> _Required action_: Go through the lines below. Copy those with "argv".

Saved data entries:
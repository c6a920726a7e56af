//! Lowest layer: defaults taken from the typed config so files may set any subset.

use config::builder::DefaultState;
use config::{Config, ConfigBuilder, ConfigError};

use crate::config::{JudgeConfig, PipelineConfig, ProducerConfig, StorageConfig};

pub fn builder_with_defaults() -> Result<ConfigBuilder<DefaultState>, ConfigError> {
    let pipeline = PipelineConfig::default();
    let producer = ProducerConfig::default();
    let storage = StorageConfig::default();
    let judge = JudgeConfig::default();

    Config::builder()
        .set_default(
            "system.storage.store_path",
            storage.store_path.to_string_lossy().into_owned(),
        )?
        .set_default("pipeline.batch_size", pipeline.batch_size as u64)?
        .set_default("pipeline.concurrency", pipeline.concurrency as u64)?
        .set_default(
            "pipeline.variations_per_combo",
            pipeline.variations_per_combo as u64,
        )?
        .set_default("pipeline.max_attempts", pipeline.max_attempts as u64)?
        .set_default("pipeline.lease_ms", pipeline.lease_ms)?
        .set_default("producer.endpoint", producer.endpoint)?
        .set_default("producer.model", producer.model)?
        .set_default("judge.enabled", judge.enabled)?
        .set_default("judge.threshold", judge.threshold)?
        .set_default("logging.level", "info")
}
//! End-to-end runs through the pipeline service and the CLI route table.

use std::sync::atomic::{AtomicU64, Ordering};
use std::sync::Arc;

use clap::Parser;
use coursegen::cli::{Cli, RunContext};
use coursegen::config::CoursegenConfig;
use coursegen::content::{AcceptedContent, ContentStore, SledContentStore};
use coursegen::error::PipelineError;
use coursegen::pipeline::{Pipeline, RunOptions};
use coursegen::producer::CandidateContent;
use coursegen::progress::RunStatus;
use coursegen::resolver::{expand, DimensionFilter, SpecKey};
use coursegen::schema::SchemaRegistry;
use coursegen::status::GenerationState;
use coursegen::validator::{ContentValidator, ValidationContext, Verdict};
use tempfile::TempDir;

use crate::integration::test_utils::{
    good_candidate, open_pipeline, test_config, tiny_catalog, ScriptedProducer,
};

fn options() -> RunOptions {
    RunOptions {
        batch_size: 4,
        variations_per_combo: 3,
        concurrency: 2,
        ..RunOptions::default()
    }
}

fn command(args: &[&str]) -> coursegen::cli::Commands {
    let mut argv = vec!["coursegen"];
    argv.extend_from_slice(args);
    Cli::try_parse_from(argv).unwrap().command
}

fn context(dir: &TempDir, producer: Arc<ScriptedProducer>) -> RunContext {
    let mut config = CoursegenConfig::default();
    config.pipeline = test_config();
    config.workspace_root = Some(dir.path().to_path_buf());
    RunContext::from_parts(config, open_pipeline(dir, tiny_catalog(), producer, test_config()))
}

#[tokio::test]
async fn full_run_completes_every_spec() {
    let dir = TempDir::new().unwrap();
    let db = sled::open(dir.path().join("store")).unwrap();
    let producer = ScriptedProducer::always_good();
    let pipeline = Pipeline::new(
        tiny_catalog(),
        SchemaRegistry::builtin(),
        db.clone(),
        producer.clone(),
        test_config(),
    )
    .unwrap();

    let summary = pipeline.run(&options()).await.unwrap();

    assert_eq!(summary.seed.combinations, 2);
    assert_eq!(summary.seed.specs, 6);
    assert_eq!(summary.seed.inserted, 6);
    assert_eq!(summary.report.claimed, 6);
    assert_eq!(summary.report.accepted, 6);
    assert_eq!(summary.batches, 2);
    assert_eq!(summary.breakdown.completed, 6);
    assert_eq!(summary.breakdown.pending, 0);
    assert!((summary.breakdown.completion_rate() - 100.0).abs() < 1e-9);
    assert_eq!(summary.exit_code(), 0);
    assert_eq!(producer.calls(), 6);

    let content = SledContentStore::new(&db).unwrap();
    assert_eq!(content.len(), 6);
    let registry = SchemaRegistry::builtin();
    let schema = registry.lookup("EX_FILL").unwrap();
    let validator = ContentValidator::new(test_config().similarity_threshold);
    for combination in expand(&tiny_catalog()).unwrap() {
        let stored = content.accepted_for(&combination.id).await.unwrap();
        assert_eq!(stored.len(), 3);
        for record in &stored {
            assert_eq!(record.exercise_type, "EX_FILL");
            assert_eq!(record.schema_version, schema.version);
            assert_eq!(record.attempts, 1);
            assert!(record.text("exercise_input").unwrap().contains("___"));

            // Stored content must still pass every validator stage against its siblings.
            let row = pipeline.status_store().get(&record.spec_key).unwrap().unwrap();
            let siblings: Vec<AcceptedContent> = stored
                .iter()
                .filter(|other| other.spec_key != record.spec_key)
                .cloned()
                .collect();
            let ctx = ValidationContext {
                attempt: record.attempts,
                max_attempts: test_config().max_attempts,
                repeat_limit: test_config().effective_repeat_limit(),
                previous_signature: None,
                previous_streak: 0,
                accepted: &siblings,
            };
            let candidate = CandidateContent::new(record.fields.clone());
            let result = validator.validate(&candidate, schema, &row.spec, &ctx);
            assert_eq!(
                result.verdict,
                Verdict::Accepted,
                "{}: {:?}",
                record.spec_key,
                result.violations
            );
            assert!(!result.low_diversity);
        }
    }
}

#[tokio::test]
async fn run_is_recorded_in_the_ledger() {
    let dir = TempDir::new().unwrap();
    let pipeline = open_pipeline(
        &dir,
        tiny_catalog(),
        ScriptedProducer::always_good(),
        test_config(),
    );

    let summary = pipeline.run(&options()).await.unwrap();
    let run_id = summary.run_id.clone().unwrap();

    let record = pipeline.ledger().store().get_run(&run_id).unwrap().unwrap();
    assert_eq!(record.status, RunStatus::Completed);
    assert_eq!(record.command, "run");
    assert!(record.ended_at_ms.is_some());
    assert!(record.summary.is_some());

    let events = pipeline.ledger().store().read_events(&run_id).unwrap();
    let types: Vec<&str> = events.iter().map(|e| e.event_type.as_str()).collect();
    assert_eq!(
        types,
        vec!["run_started", "seeded", "batch_finished", "batch_finished", "run_ended"]
    );
    let seqs: Vec<u64> = events.iter().map(|e| e.seq).collect();
    let mut sorted = seqs.clone();
    sorted.sort_unstable();
    assert_eq!(seqs, sorted);

    let recent = pipeline.ledger().recent_runs(5).unwrap();
    assert_eq!(recent.len(), 1);
    assert_eq!(recent[0].run_id, run_id);
}

#[tokio::test]
async fn max_batches_stops_early_and_resumes() {
    let dir = TempDir::new().unwrap();
    let producer = ScriptedProducer::always_good();
    let pipeline = open_pipeline(&dir, tiny_catalog(), producer.clone(), test_config());

    let first = pipeline
        .run(&RunOptions {
            batch_size: 2,
            max_batches: Some(1),
            ..options()
        })
        .await
        .unwrap();
    assert_eq!(first.batches, 1);
    assert_eq!(first.report.accepted, 2);
    assert_eq!(first.breakdown.pending, 4);

    let second = pipeline.run(&options()).await.unwrap();
    assert_eq!(second.report.accepted, 4);
    assert_eq!(second.breakdown.completed, 6);
    assert_eq!(producer.calls(), 6);
}

#[tokio::test]
async fn filtered_run_leaves_other_specs_alone() {
    let dir = TempDir::new().unwrap();
    let producer = ScriptedProducer::always_good();
    let pipeline = open_pipeline(&dir, tiny_catalog(), producer.clone(), test_config());
    pipeline.seed(3, &DimensionFilter::default()).unwrap();

    // LEVEL_C2 exists but is inactive, so nothing resolves under it.
    let inactive = DimensionFilter {
        level: Some("LEVEL_C2".to_string()),
        ..DimensionFilter::default()
    };
    let summary = pipeline
        .run(&RunOptions {
            filter: inactive,
            ..options()
        })
        .await
        .unwrap();
    assert_eq!(summary.seed.combinations, 0);
    assert_eq!(summary.report.claimed, 0);
    assert_eq!(summary.breakdown.pending, 6);
    assert_eq!(producer.calls(), 0);

    let unknown = DimensionFilter {
        level: Some("LEVEL_Z9".to_string()),
        ..DimensionFilter::default()
    };
    let result = pipeline
        .run(&RunOptions {
            filter: unknown,
            ..options()
        })
        .await;
    assert!(matches!(result, Err(PipelineError::Catalog(_))));
}

#[tokio::test]
async fn dry_run_resolves_without_seeding() {
    let dir = TempDir::new().unwrap();
    let producer = ScriptedProducer::always_good();
    let ctx = context(&dir, producer.clone());

    let output = ctx
        .execute(&command(&["run", "--dry-run", "--variations", "5", "--format", "json"]))
        .await
        .unwrap();
    assert_eq!(output.exit_code, 0);
    let value: serde_json::Value = serde_json::from_str(&output.text).unwrap();
    assert_eq!(value["dry_run"], true);
    assert_eq!(value["seed"]["specs"], 10);

    assert_eq!(ctx.pipeline().pending_count().unwrap(), 0);
    assert_eq!(producer.calls(), 0);
}

#[tokio::test]
async fn cli_commands_report_store_state() {
    let dir = TempDir::new().unwrap();
    let ctx = context(&dir, ScriptedProducer::always_good());

    let seeded = ctx
        .execute(&command(&["seed", "--variations", "2"]))
        .await
        .unwrap();
    assert!(seeded.text.contains("4 spec(s): 4 new"));

    let pending = ctx.execute(&command(&["pending"])).await.unwrap();
    assert_eq!(pending.text, "4 pending spec(s)");

    let preview = ctx
        .execute(&command(&["preview", "-n", "2", "--format", "json"]))
        .await
        .unwrap();
    let rows: serde_json::Value = serde_json::from_str(&preview.text).unwrap();
    assert_eq!(rows["specs"].as_array().unwrap().len(), 2);
    assert_eq!(rows["specs"][0]["state"], "pending");
    assert_eq!(ctx.pipeline().pending_count().unwrap(), 4, "preview does not claim");

    let run = ctx
        .execute(&command(&["run", "--variations", "2"]))
        .await
        .unwrap();
    assert_eq!(run.exit_code, 0);

    let status = ctx
        .execute(&command(&["status", "--format", "json"]))
        .await
        .unwrap();
    let value: serde_json::Value = serde_json::from_str(&status.text).unwrap();
    assert_eq!(value["completed"], 4);
    assert_eq!(value["pending"], 0);

    let runs = ctx.execute(&command(&["runs"])).await.unwrap();
    assert!(runs.text.contains("completed"));
}

#[tokio::test]
async fn reset_requires_force_for_completed_specs() {
    let dir = TempDir::new().unwrap();
    let served = Arc::new(AtomicU64::new(0));
    let counter = served.clone();
    let producer = ScriptedProducer::new(move |_| {
        Ok(good_candidate(1_000 + counter.fetch_add(1, Ordering::SeqCst) * 7))
    });
    let ctx = context(&dir, producer.clone());
    ctx.execute(&command(&["run", "--variations", "1"]))
        .await
        .unwrap();
    assert_eq!(producer.calls(), 2);

    let combination = expand(&tiny_catalog()).unwrap().remove(0);
    let key = SpecKey::new(&combination.id, 0);
    let content = SledContentStore::new(ctx.pipeline().status_store().db()).unwrap();
    let before = content.get(&key).await.unwrap().unwrap();

    let refused = ctx.execute(&command(&["reset", key.as_str()])).await;
    assert!(matches!(
        refused,
        Err(PipelineError::InvalidTransition { .. })
    ));
    assert!(content.get(&key).await.unwrap().is_some());

    let forced = ctx
        .execute(&command(&["reset", key.as_str(), "--force"]))
        .await
        .unwrap();
    assert_eq!(forced.exit_code, 0);
    let row = ctx.pipeline().status_store().get(&key).unwrap().unwrap();
    assert_eq!(row.state, GenerationState::Pending);
    assert_eq!(row.attempts, 0);
    assert!(content.get(&key).await.unwrap().is_none());

    let rerun = ctx
        .execute(&command(&["run", "--variations", "1", "--format", "json"]))
        .await
        .unwrap();
    assert_eq!(rerun.exit_code, 0);
    let value: serde_json::Value = serde_json::from_str(&rerun.text).unwrap();
    assert_eq!(value["report"]["accepted"], 1);
    assert_eq!(producer.calls(), 3);
    assert_eq!(producer.requests()[2].0, key);

    let after = content.get(&key).await.unwrap().unwrap();
    assert_ne!(after.text("exercise_input"), before.text("exercise_input"));
    let row = ctx.pipeline().status_store().get(&key).unwrap().unwrap();
    assert_eq!(row.state, GenerationState::Completed);
    assert_eq!(row.attempts, 1);

    let missing = ctx
        .execute(&command(&["reset", "NOPE#0000", "--force"]))
        .await;
    assert!(matches!(missing, Err(PipelineError::NotFound(_))));
}
//! coursegen: Curriculum Content Generation Pipeline
//!
//! Expands a curriculum catalog into generation specs, drives each spec through
//! a content producer, a three-stage validator and an optional LLM judge, and
//! tracks every spec in a
//! durable, resumable status store.

pub mod catalog;
pub mod cli;
pub mod config;
pub mod content;
pub mod error;
pub mod judge;
pub mod logging;
pub mod orchestrator;
pub mod pipeline;
pub mod producer;
pub mod progress;
pub mod resolver;
pub mod schema;
pub mod status;
pub mod validator;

> _Response_:
    let mut argv = vec!["coursegen"];
    argv.extend_from_slice(args);
    Cli::try_parse_from(argv).unwrap().command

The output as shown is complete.